Inside the black-box theater, the action - theater, dance and some pretty amazing acrobatics - takes place in the middle of the audience - and sometimes even in the seats. It's an intimate production with great appeal for kids. They're not just watching the show, but, at times, almost part of it - just steps away from the actors.
And it's really fun to watch. The story of tween angst entertained my own tween. Both my tween and kindergartner enjoyed picking out the various fairy tales that appeared throughout the production. And it wasn't just fun for them. The performers bring heartfelt, high-energy performances to the stage to tell this compelling story.
Kennedy said she didn't expect to have so many young performers in the production. But, when they came in for auditions, they blew her away. "These little kids came and they killed it, so I added roles for them," she said.
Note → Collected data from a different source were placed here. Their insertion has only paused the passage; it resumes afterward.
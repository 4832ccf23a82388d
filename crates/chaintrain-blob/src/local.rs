//! Filesystem blob store.
//!
//! Blobs live in a [`ContentAddressedStore`] under `{data_dir}/blobs/`. The
//! blob id is the lowercase hex SHA-256 of the bytes, so re-storing the same
//! bytes reports `already_certified` and reads are integrity-checked against
//! the id.

use std::path::PathBuf;

use async_trait::async_trait;
use chaintrain_core::{BlobId, BlobStorageInfo, ContentDigest};
use chaintrain_crypto::{ContentAddressedStore, CryptoError};

use crate::error::BlobError;
use crate::{BlobStore, StoredBlob};

const NAMESPACE: &str = "blobs";

/// Content-addressed blob store on the local filesystem.
#[derive(Debug, Clone)]
pub struct LocalBlobStore {
    cas: ContentAddressedStore,
}

impl LocalBlobStore {
    /// Store blobs under `data_dir`.
    pub fn new(data_dir: impl Into<PathBuf>) -> Self {
        Self {
            cas: ContentAddressedStore::new(data_dir),
        }
    }

    async fn blocking<T, F>(&self, f: F) -> Result<T, BlobError>
    where
        T: Send + 'static,
        F: FnOnce(ContentAddressedStore) -> Result<T, BlobError> + Send + 'static,
    {
        let cas = self.cas.clone();
        tokio::task::spawn_blocking(move || f(cas))
            .await
            .map_err(|e| BlobError::Unavailable(format!("blob store task failed: {e}")))?
    }
}

#[async_trait]
impl BlobStore for LocalBlobStore {
    fn backend(&self) -> &'static str {
        "local"
    }

    async fn put(&self, bytes: &[u8]) -> Result<StoredBlob, BlobError> {
        let owned = bytes.to_vec();
        let size = owned.len() as u64;
        self.blocking(move |cas| {
            let existed = cas.contains(NAMESPACE, &ContentDigest::of(&owned))?;
            let digest = cas.store(NAMESPACE, &owned)?;
            let blob_id = BlobId::new(digest.to_hex()).map_err(|e| BlobError::UnexpectedResponse {
                endpoint: "local".into(),
                reason: e.to_string(),
            })?;
            Ok(StoredBlob {
                blob_id,
                storage: BlobStorageInfo {
                    storage_size: Some(size),
                    ..BlobStorageInfo::default()
                },
                already_certified: existed,
            })
        })
        .await
    }

    async fn get(&self, blob_id: &BlobId) -> Result<Vec<u8>, BlobError> {
        let id = blob_id.to_string();
        let digest =
            ContentDigest::from_hex(&id).map_err(|_| BlobError::NotFound(id.clone()))?;
        self.blocking(move |cas| match cas.resolve(NAMESPACE, &digest) {
            Ok(Some(bytes)) => Ok(bytes),
            Ok(None) => Err(BlobError::NotFound(id)),
            Err(CryptoError::Cas(_)) => Err(BlobError::Integrity { blob_id: id }),
            Err(e) => Err(e.into()),
        })
        .await
    }
}

#[cfg(test)]
mod tests {
    use super::*;

    #[tokio::test]
    async fn put_then_get() {
        let dir = tempfile::tempdir().unwrap();
        let store = LocalBlobStore::new(dir.path());
        let stored = store.put(b"hello walrus").await.unwrap();
        assert_eq!(stored.blob_id.as_str(), ContentDigest::of(b"hello walrus").to_hex());
        assert!(!stored.already_certified);
        assert_eq!(store.get(&stored.blob_id).await.unwrap(), b"hello walrus");

        let again = store.put(b"hello walrus").await.unwrap();
        assert!(again.already_certified);
        assert_eq!(again.blob_id, stored.blob_id);
    }

    #[tokio::test]
    async fn unknown_and_malformed_ids_are_not_found() {
        let dir = tempfile::tempdir().unwrap();
        let store = LocalBlobStore::new(dir.path());
        let missing = BlobId::new(ContentDigest::of(b"nope").to_hex()).unwrap();
        assert!(matches!(store.get(&missing).await, Err(BlobError::NotFound(_))));
        let foreign = BlobId::new("M4hsZGQ1oCktdzegB6HnI6Mi28S2nqOPHxK").unwrap();
        assert!(matches!(store.get(&foreign).await, Err(BlobError::NotFound(_))));
    }

    #[tokio::test]
    async fn tampered_file_fails_integrity() {
        let dir = tempfile::tempdir().unwrap();
        let store = LocalBlobStore::new(dir.path());
        let stored = store.put(b"original").await.unwrap();
        let path = dir
            .path()
            .join(NAMESPACE)
            .join(format!("{}.bin", stored.blob_id));
        std::fs::write(&path, b"tampered").unwrap();
        assert!(matches!(
            store.get(&stored.blob_id).await,
            Err(BlobError::Integrity { .. })
        ));
    }
}
//! # Request Metrics
//!
//! In-process request and error counters, served as JSON at `/metrics`.

use std::sync::atomic::{AtomicU64, Ordering};
use std::sync::Arc;

use axum::extract::Request;
use axum::middleware::Next;
use axum::response::Response;
use serde::Serialize;
use utoipa::ToSchema;

/// Shared metrics state.
#[derive(Debug, Clone, Default)]
pub struct ApiMetrics {
    request_count: Arc<AtomicU64>,
    client_error_count: Arc<AtomicU64>,
    server_error_count: Arc<AtomicU64>,
}

/// Point-in-time counter values.
#[derive(Debug, Clone, Copy, PartialEq, Eq, Serialize, ToSchema)]
pub struct MetricsSnapshot {
    pub requests: u64,
    pub client_errors: u64,
    pub server_errors: u64,
}

impl ApiMetrics {
    pub fn new() -> Self {
        Self::default()
    }

    pub fn snapshot(&self) -> MetricsSnapshot {
        MetricsSnapshot {
            requests: self.request_count.load(Ordering::Relaxed),
            client_errors: self.client_error_count.load(Ordering::Relaxed),
            server_errors: self.server_error_count.load(Ordering::Relaxed),
        }
    }
}

/// Middleware that increments request and error counters.
pub async fn metrics_middleware(request: Request, next: Next) -> Response {
    let metrics = request.extensions().get::<ApiMetrics>().cloned();

    let response = next.run(request).await;

    if let Some(m) = metrics {
        m.request_count.fetch_add(1, Ordering::Relaxed);
        let status = response.status();
        if status.is_client_error() {
            m.client_error_count.fetch_add(1, Ordering::Relaxed);
        } else if status.is_server_error() {
            m.server_error_count.fetch_add(1, Ordering::Relaxed);
        }
    }

    response
}

#[cfg(test)]
mod tests {
    use super::*;
    use axum::body::Body;
    use axum::http::{Request, StatusCode};
    use axum::middleware::from_fn;
    use axum::routing::get;
    use axum::Router;
    use tower::ServiceExt;

    #[tokio::test]
    async fn counts_requests_and_errors() {
        let metrics = ApiMetrics::new();
        let app = Router::new()
            .route("/ok", get(|| async { "ok" }))
            .route("/boom", get(|| async { StatusCode::BAD_GATEWAY }))
            .route("/gone", get(|| async { StatusCode::NOT_FOUND }))
            .layer(from_fn(metrics_middleware))
            .layer(axum::Extension(metrics.clone()));

        for uri in ["/ok", "/ok", "/boom", "/gone"] {
            let request = Request::builder().uri(uri).body(Body::empty()).unwrap();
            app.clone().oneshot(request).await.unwrap();
        }

        assert_eq!(
            metrics.snapshot(),
            MetricsSnapshot {
                requests: 4,
                client_errors: 1,
                server_errors: 1,
            }
        );
    }
}
//! # chaintrain-ledger -- Dataset Ledger Registration
//!
//! Anchors a registered dataset's `{dataset_id, blob_id, merkle_root,
//! proof_digest, size, chunks}` on a ledger. Registration succeeds only once
//! the entry is final; submission alone is not enough.
//!
//! ## Invariants
//!
//! - Entries are append-only. Each carries the digest of its predecessor and
//!   its own digest over the canonical entry body, so any edit breaks the
//!   chain.
//! - Submission is idempotent on Merkle root: submitting a root that is
//!   already registered returns the existing entry with
//!   `already_registered = true` and appends nothing.
//! - A submission without a blob id or Merkle root is a validation error.
//!
//! [`JournalLedger`] is the in-process implementation, optionally persisted
//! as a JSON-lines file. [`await_finality`] polls any [`Ledger`] until the
//! entry is final or a deadline passes.

pub mod error;
pub mod finality;
pub mod journal;

pub use error::LedgerError;
pub use finality::{await_finality, FinalityOptions};
pub use journal::{verify_chain, JournalLedger};

use async_trait::async_trait;
use chaintrain_core::{
    sha256_digest, BlobId, CanonicalBytes, ContentDigest, DatasetId, Timestamp, TxDigest,
    ValidationError,
};
use serde::{Deserialize, Serialize};

/// A dataset registration submission.
///
/// `blob_id` and `merkle_root` are optional on the wire so that an incomplete
/// submission is reported as a validation error rather than a decode failure.
#[derive(Debug, Clone, PartialEq, Eq, Serialize, Deserialize)]
pub struct RegistrationRequest {
    /// Dataset being registered.
    pub dataset_id: DatasetId,
    /// Manifest blob id.
    #[serde(default)]
    pub blob_id: Option<BlobId>,
    /// Merkle root over the chunk sequence.
    #[serde(default)]
    pub merkle_root: Option<ContentDigest>,
    /// Digest of the dataset proof.
    pub proof_digest: ContentDigest,
    /// File size in bytes.
    pub size: u64,
    /// Number of chunks.
    pub chunks: u64,
}

impl RegistrationRequest {
    /// Check that every field the ledger anchors is present.
    pub fn validate(&self) -> Result<(&BlobId, &ContentDigest), ValidationError> {
        let blob_id = self
            .blob_id
            .as_ref()
            .ok_or(ValidationError::MissingField("blob_id"))?;
        let root = self
            .merkle_root
            .as_ref()
            .ok_or(ValidationError::MissingField("merkle_root"))?;
        if self.chunks == 0 {
            return Err(ValidationError::InvalidValue {
                field: "chunks",
                reason: "a dataset has at least one chunk".into(),
            });
        }
        Ok((blob_id, root))
    }
}

/// One anchored dataset.
#[derive(Debug, Clone, PartialEq, Eq, Serialize, Deserialize)]
pub struct LedgerEntry {
    /// Position in the journal, from 0.
    pub sequence: u64,
    /// Digest of this entry's canonical body.
    pub tx_digest: TxDigest,
    /// Digest of the previous entry; `None` for the first.
    pub prev_digest: Option<TxDigest>,
    /// Registered dataset.
    pub dataset_id: DatasetId,
    /// Manifest blob id.
    pub blob_id: BlobId,
    /// Merkle root.
    pub merkle_root: ContentDigest,
    /// Digest of the dataset proof.
    pub proof_digest: ContentDigest,
    /// File size in bytes.
    pub size: u64,
    /// Number of chunks.
    pub chunks: u64,
    /// When the entry was appended.
    pub submitted_at: Timestamp,
}

#[derive(Serialize)]
struct EntryBody<'a> {
    sequence: u64,
    prev_digest: Option<&'a TxDigest>,
    dataset_id: &'a DatasetId,
    blob_id: &'a BlobId,
    merkle_root: &'a ContentDigest,
    proof_digest: &'a ContentDigest,
    size: u64,
    chunks: u64,
    submitted_at: Timestamp,
}

impl LedgerEntry {
    /// Recompute the digest over everything except `tx_digest` itself.
    pub fn compute_digest(&self) -> Result<TxDigest, LedgerError> {
        let body = EntryBody {
            sequence: self.sequence,
            prev_digest: self.prev_digest.as_ref(),
            dataset_id: &self.dataset_id,
            blob_id: &self.blob_id,
            merkle_root: &self.merkle_root,
            proof_digest: &self.proof_digest,
            size: self.size,
            chunks: self.chunks,
            submitted_at: self.submitted_at,
        };
        Ok(TxDigest(sha256_digest(&CanonicalBytes::new(&body)?)))
    }
}

/// Finality of a submitted entry.
#[derive(Debug, Clone, Copy, PartialEq, Eq, Serialize, Deserialize)]
#[serde(rename_all = "lowercase")]
pub enum FinalityStatus {
    /// Appended, not yet final.
    Pending,
    /// Irreversible.
    Finalized,
    /// The ledger dropped the entry.
    Failed,
}

/// Result of [`Ledger::submit`].
#[derive(Debug, Clone, PartialEq, Eq)]
pub struct Submission {
    /// The entry now anchoring the root.
    pub entry: LedgerEntry,
    /// The root was registered by an earlier submission.
    pub already_registered: bool,
}

/// A ledger that anchors dataset registrations.
#[async_trait]
pub trait Ledger: Send + Sync + std::fmt::Debug {
    /// Ledger identifier for logs and health output.
    fn chain_id(&self) -> &str;

    /// Submit a registration. Idempotent on Merkle root.
    async fn submit(&self, request: RegistrationRequest) -> Result<Submission, LedgerError>;

    /// Finality of a transaction.
    async fn status(&self, tx: &TxDigest) -> Result<FinalityStatus, LedgerError>;

    /// Entry by transaction digest.
    async fn entry(&self, tx: &TxDigest) -> Result<Option<LedgerEntry>, LedgerError>;

    /// Entry anchoring a Merkle root.
    async fn find_by_root(&self, root: &ContentDigest) -> Result<Option<LedgerEntry>, LedgerError>;

    /// All entries in sequence order.
    async fn entries(&self) -> Result<Vec<LedgerEntry>, LedgerError>;
}
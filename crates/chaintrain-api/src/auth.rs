//! # Bearer Token Authentication
//!
//! A single shared bearer token guards every route except the health
//! probes. When no token is configured, authentication is disabled
//! (development mode) and every request passes.
//!
//! ```text
//! Authorization: Bearer {secret}
//! ```

use axum::extract::Request;
use axum::http::{header, StatusCode};
use axum::middleware::Next;
use axum::response::{IntoResponse, Response};
use axum::Json;
use subtle::ConstantTimeEq;
use zeroize::Zeroizing;

use crate::error::{ErrorBody, ErrorDetail};

/// A secret string that is wiped on drop and never printed.
#[derive(Clone)]
pub struct SecretString(Zeroizing<String>);

impl SecretString {
    pub fn new(s: impl Into<String>) -> Self {
        Self(Zeroizing::new(s.into()))
    }

    pub fn expose(&self) -> &str {
        self.0.as_str()
    }
}

impl std::fmt::Debug for SecretString {
    fn fmt(&self, f: &mut std::fmt::Formatter<'_>) -> std::fmt::Result {
        f.write_str("[REDACTED]")
    }
}

/// Auth configuration injected into request extensions.
#[derive(Clone, Debug)]
pub struct AuthConfig {
    pub token: Option<SecretString>,
}

/// Why a request was turned away.
#[derive(Debug, Clone, Copy, PartialEq, Eq)]
enum Rejection {
    Missing,
    WrongScheme,
    BadToken,
}

impl Rejection {
    fn message(self) -> &'static str {
        match self {
            Self::Missing => "missing authorization header",
            Self::WrongScheme => "authorization header must use Bearer scheme",
            Self::BadToken => "invalid bearer token",
        }
    }
}

/// Compare in constant time. A length mismatch still runs one full
/// comparison against `expected`.
fn tokens_match(provided: &[u8], expected: &[u8]) -> bool {
    let same_len = provided.len() == expected.len();
    let probe = if same_len { provided } else { expected };
    bool::from(probe.ct_eq(expected)) && same_len
}

fn check(header_value: Option<&str>, expected: &SecretString) -> Result<(), Rejection> {
    let value = header_value.ok_or(Rejection::Missing)?;
    let provided = value
        .strip_prefix("Bearer ")
        .ok_or(Rejection::WrongScheme)?;
    if tokens_match(provided.as_bytes(), expected.expose().as_bytes()) {
        Ok(())
    } else {
        Err(Rejection::BadToken)
    }
}

/// Reject requests whose `Authorization` header does not carry the
/// configured bearer token. Without a configured token every request passes.
pub async fn auth_middleware(request: Request, next: Next) -> Response {
    let Some(expected) = request
        .extensions()
        .get::<AuthConfig>()
        .and_then(|c| c.token.clone())
    else {
        return next.run(request).await;
    };

    let header_value = request
        .headers()
        .get(header::AUTHORIZATION)
        .and_then(|v| v.to_str().ok());

    match check(header_value, &expected) {
        Ok(()) => next.run(request).await,
        Err(rejection) => {
            tracing::warn!(
                path = %request.uri().path(),
                reason = ?rejection,
                "request rejected by bearer auth"
            );
            let body = ErrorBody {
                error: ErrorDetail {
                    code: "UNAUTHORIZED".to_string(),
                    message: rejection.message().to_string(),
                    details: None,
                },
            };
            (StatusCode::UNAUTHORIZED, Json(body)).into_response()
        }
    }
}

#[cfg(test)]
mod tests {
    use super::*;
    use axum::body::Body;
    use axum::middleware::from_fn;
    use axum::routing::post;
    use axum::Router;
    use http_body_util::BodyExt;
    use tower::ServiceExt;

    const TOKEN: &str = "ct-operator-token";

    fn guarded(token: Option<&str>) -> Router {
        Router::new()
            .route("/v1/train", post(|| async { "trained" }))
            .layer(from_fn(auth_middleware))
            .layer(axum::Extension(AuthConfig {
                token: token.map(SecretString::new),
            }))
    }

    async fn call(router: Router, authorization: Option<&str>) -> (StatusCode, serde_json::Value) {
        let mut builder = axum::http::Request::post("/v1/train");
        if let Some(value) = authorization {
            builder = builder.header(header::AUTHORIZATION, value);
        }
        let response = router
            .oneshot(builder.body(Body::empty()).unwrap())
            .await
            .unwrap();
        let status = response.status();
        let bytes = response.into_body().collect().await.unwrap().to_bytes();
        let json = serde_json::from_slice(&bytes)
            .unwrap_or_else(|_| serde_json::Value::String(String::from_utf8_lossy(&bytes).into()));
        (status, json)
    }

    #[tokio::test]
    async fn operator_token_reaches_handler() {
        let (status, body) = call(guarded(Some(TOKEN)), Some(&format!("Bearer {TOKEN}"))).await;
        assert_eq!(status, StatusCode::OK);
        assert_eq!(body, "trained");
    }

    #[tokio::test]
    async fn each_rejection_has_its_own_message() {
        let cases = [
            (None, "missing authorization header"),
            (Some("Bearer ct-operator-tokem"), "invalid bearer token"),
            (Some("Bearer ct-operator"), "invalid bearer token"),
            (Some("Token ct-operator-token"), "authorization header must use Bearer scheme"),
        ];
        for (authorization, expected) in cases {
            let (status, body) = call(guarded(Some(TOKEN)), authorization).await;
            assert_eq!(status, StatusCode::UNAUTHORIZED, "{authorization:?}");
            assert_eq!(body["error"]["code"], "UNAUTHORIZED");
            assert_eq!(body["error"]["message"], expected);
        }
    }

    #[tokio::test]
    async fn no_configured_token_means_open_access() {
        let (status, _) = call(guarded(None), None).await;
        assert_eq!(status, StatusCode::OK);
    }

    #[test]
    fn length_mismatch_never_matches() {
        assert!(tokens_match(b"k1", b"k1"));
        assert!(!tokens_match(b"k1", b"k2"));
        assert!(!tokens_match(b"k", b"k1"));
        assert!(!tokens_match(b"", b"k1"));
        assert!(!tokens_match(b"k1k1", b"k1"));
    }

    #[test]
    fn configured_token_stays_out_of_debug_output() {
        let config = AuthConfig {
            token: Some(SecretString::new(TOKEN)),
        };
        let shown = format!("{config:?}");
        assert!(!shown.contains(TOKEN));
        assert!(shown.contains("[REDACTED]"));
    }
}
//! Registry tuning knobs.

use chaintrain_crypto::DEFAULT_CHUNK_SIZE;
use chaintrain_ledger::FinalityOptions;
use chaintrain_zkp::DEFAULT_PROOF_SAMPLES;

/// Default number of chunk uploads in flight per registration.
pub const DEFAULT_UPLOAD_CONCURRENCY: usize = 4;

/// Registry configuration.
#[derive(Debug, Clone, Copy)]
pub struct RegistryConfig {
    /// Chunk size for new registrations.
    pub chunk_size: usize,
    /// Concurrent chunk uploads per registration.
    pub upload_concurrency: usize,
    /// Leaves opened by each dataset proof.
    pub proof_samples: usize,
    /// Ledger finality polling.
    pub finality: FinalityOptions,
}

impl Default for RegistryConfig {
    fn default() -> Self {
        Self {
            chunk_size: DEFAULT_CHUNK_SIZE,
            upload_concurrency: DEFAULT_UPLOAD_CONCURRENCY,
            proof_samples: DEFAULT_PROOF_SAMPLES,
            finality: FinalityOptions::default(),
        }
    }
}
//! # Commitment Proof System
//!
//! A deterministic, transparent proof that binds a public statement (a
//! training record's model id, request hash, fingerprint and weights) to a
//! SHA-256 commitment:
//!
//! ```text
//! proof = SHA256( "chaintrain/commitment/v1" || canonical_bytes(statement) )
//! ```
//!
//! **NOT PRIVATE.** Anyone can recompute the proof from the statement. It
//! detects any change to a stored training record's committed fields.

use chaintrain_core::{CanonicalBytes, ContentDigest, Sha256Accumulator};
use serde::{Deserialize, Serialize};

use crate::traits::{ProofError, ProofSystem, ProveContext, VerifyError};

const DOMAIN: &[u8] = b"chaintrain/commitment/v1";

/// Identifier recorded alongside stored proofs.
pub const SYSTEM_ID: &str = "sha256-commitment-v1";

/// A commitment proof.
#[derive(Debug, Clone, Serialize, Deserialize, PartialEq, Eq)]
pub struct CommitmentProof {
    /// `SHA256(domain || canonical statement)`.
    pub commitment: ContentDigest,
}

/// The statement to commit to.
#[derive(Debug, Clone, Serialize, Deserialize)]
pub struct CommitmentCircuit {
    /// Canonical-JSON-serializable statement. Floats are rejected.
    pub statement: serde_json::Value,
}

impl CommitmentCircuit {
    /// Canonical bytes of the statement; the verifier's public inputs.
    pub fn public_inputs(&self) -> Result<CanonicalBytes, ProofError> {
        CanonicalBytes::from_value(self.statement.clone())
            .map_err(|e| ProofError::InvalidInputs(format!("statement not canonicalizable: {e}")))
    }
}

/// Transparent SHA-256 commitment backend.
#[derive(Debug, Clone, Copy, Default)]
pub struct CommitmentProofSystem;

fn commit(public_inputs: &[u8]) -> ContentDigest {
    let mut acc = Sha256Accumulator::new();
    acc.update(DOMAIN);
    acc.update(public_inputs);
    acc.finalize()
}

impl ProofSystem for CommitmentProofSystem {
    type Proof = CommitmentProof;
    type VerifyingKey = ();
    type ProvingKey = ();
    type Circuit = CommitmentCircuit;

    fn prove(
        &self,
        _pk: &(),
        circuit: &CommitmentCircuit,
        ctx: &ProveContext<'_>,
    ) -> Result<CommitmentProof, ProofError> {
        ctx.checkpoint()?;
        let canonical = circuit.public_inputs()?;
        let commitment = commit(canonical.as_bytes());
        ctx.report(100);
        Ok(CommitmentProof { commitment })
    }

    fn verify(
        &self,
        _vk: &(),
        proof: &CommitmentProof,
        public_inputs: &[u8],
    ) -> Result<bool, VerifyError> {
        if public_inputs.is_empty() {
            return Err(VerifyError::MalformedProof("empty statement".into()));
        }
        Ok(commit(public_inputs) == proof.commitment)
    }
}

impl CommitmentProofSystem {
    /// Verify against a circuit directly, canonicalizing its statement.
    pub fn verify_circuit(
        &self,
        proof: &CommitmentProof,
        circuit: &CommitmentCircuit,
    ) -> Result<bool, VerifyError> {
        let canonical = circuit
            .public_inputs()
            .map_err(|e| VerifyError::MalformedProof(e.to_string()))?;
        self.verify(&(), proof, canonical.as_bytes())
    }
}
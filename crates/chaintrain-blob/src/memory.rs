//! In-memory blob store for tests and ephemeral runs.
//!
//! Ids are content addresses like [`LocalBlobStore`](crate::LocalBlobStore),
//! but reads are not integrity-checked so tests can simulate a store that
//! serves tampered bytes.

use std::collections::HashMap;
use std::sync::atomic::{AtomicBool, AtomicU64, Ordering};

use async_trait::async_trait;
use chaintrain_core::{BlobId, BlobStorageInfo, ContentDigest};
use parking_lot::RwLock;

use crate::error::BlobError;
use crate::{BlobStore, StoredBlob};

/// Blob store backed by a `HashMap`.
#[derive(Debug, Default)]
pub struct MemoryBlobStore {
    blobs: RwLock<HashMap<String, Vec<u8>>>,
    unavailable: AtomicBool,
    puts: AtomicU64,
}

impl MemoryBlobStore {
    /// An empty store.
    pub fn new() -> Self {
        Self::default()
    }

    /// Number of stored blobs.
    pub fn len(&self) -> usize {
        self.blobs.read().len()
    }

    /// Whether nothing is stored.
    pub fn is_empty(&self) -> bool {
        self.blobs.read().is_empty()
    }

    /// Total successful `put` calls, including repeats of known bytes.
    pub fn put_count(&self) -> u64 {
        self.puts.load(Ordering::SeqCst)
    }

    /// Replace the bytes served for `blob_id`.
    pub fn overwrite(&self, blob_id: &BlobId, bytes: Vec<u8>) {
        self.blobs.write().insert(blob_id.to_string(), bytes);
    }

    /// Drop a blob.
    pub fn remove(&self, blob_id: &BlobId) -> bool {
        self.blobs.write().remove(blob_id.as_str()).is_some()
    }

    /// Make every subsequent call fail with [`BlobError::Unavailable`].
    pub fn set_unavailable(&self, down: bool) {
        self.unavailable.store(down, Ordering::SeqCst);
    }

    fn check_available(&self) -> Result<(), BlobError> {
        if self.unavailable.load(Ordering::SeqCst) {
            return Err(BlobError::Unavailable("memory store marked unavailable".into()));
        }
        Ok(())
    }
}

#[async_trait]
impl BlobStore for MemoryBlobStore {
    fn backend(&self) -> &'static str {
        "memory"
    }

    async fn put(&self, bytes: &[u8]) -> Result<StoredBlob, BlobError> {
        self.check_available()?;
        let hex = ContentDigest::of(bytes).to_hex();
        let blob_id = BlobId::new(hex.clone()).map_err(|e| BlobError::UnexpectedResponse {
            endpoint: "memory".into(),
            reason: e.to_string(),
        })?;
        let existed = {
            let mut blobs = self.blobs.write();
            let existed = blobs.contains_key(&hex);
            if !existed {
                blobs.insert(hex, bytes.to_vec());
            }
            existed
        };
        self.puts.fetch_add(1, Ordering::SeqCst);
        Ok(StoredBlob {
            blob_id,
            storage: BlobStorageInfo {
                storage_size: Some(bytes.len() as u64),
                ..BlobStorageInfo::default()
            },
            already_certified: existed,
        })
    }

    async fn get(&self, blob_id: &BlobId) -> Result<Vec<u8>, BlobError> {
        self.check_available()?;
        self.blobs
            .read()
            .get(blob_id.as_str())
            .cloned()
            .ok_or_else(|| BlobError::NotFound(blob_id.to_string()))
    }
}

#[cfg(test)]
mod tests {
    use super::*;

    #[tokio::test]
    async fn roundtrip_and_dedupe() {
        let store = MemoryBlobStore::new();
        let a = store.put(b"abc").await.unwrap();
        let b = store.put(b"abc").await.unwrap();
        assert_eq!(a.blob_id, b.blob_id);
        assert!(b.already_certified);
        assert_eq!(store.len(), 1);
        assert_eq!(store.put_count(), 2);
        assert_eq!(store.get(&a.blob_id).await.unwrap(), b"abc");
    }

    #[tokio::test]
    async fn overwrite_serves_tampered_bytes() {
        let store = MemoryBlobStore::new();
        let a = store.put(b"abc").await.unwrap();
        store.overwrite(&a.blob_id, b"abd".to_vec());
        assert_eq!(store.get(&a.blob_id).await.unwrap(), b"abd");
    }

    #[tokio::test]
    async fn unavailable_store_fails_every_call() {
        let store = MemoryBlobStore::new();
        store.set_unavailable(true);
        let err = store.put(b"abc").await.unwrap_err();
        assert!(err.is_unavailable());
        store.set_unavailable(false);
        let a = store.put(b"abc").await.unwrap();
        assert!(store.remove(&a.blob_id));
        assert!(matches!(store.get(&a.blob_id).await, Err(BlobError::NotFound(_))));
    }
}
"The Wolf" also is a family affair. Kennedy's daughter Riley Campbell, a Raleigh middle schooler with her own theater credits, plays the part of the cat/fox. (She was the young Cosette in the N.C. Theatre's production of "Les Miserables" two years ago).
The show is one of many Kennedy hopes to bring to family audiences over the years. Theatre Raleigh also stages a regular season of theater and a summer concert series.
The family series will give young performers a place to grow. "I grew up doing shows in the area," she said. "This is where I cut my teeth as a performer."
But the series isn't just about training young performers - it's about teaching young audience goers to love the theater.
"We're teaching them how to be future audience members," she said. "This is the age when people learn to love theater. This is an effort to save our art form."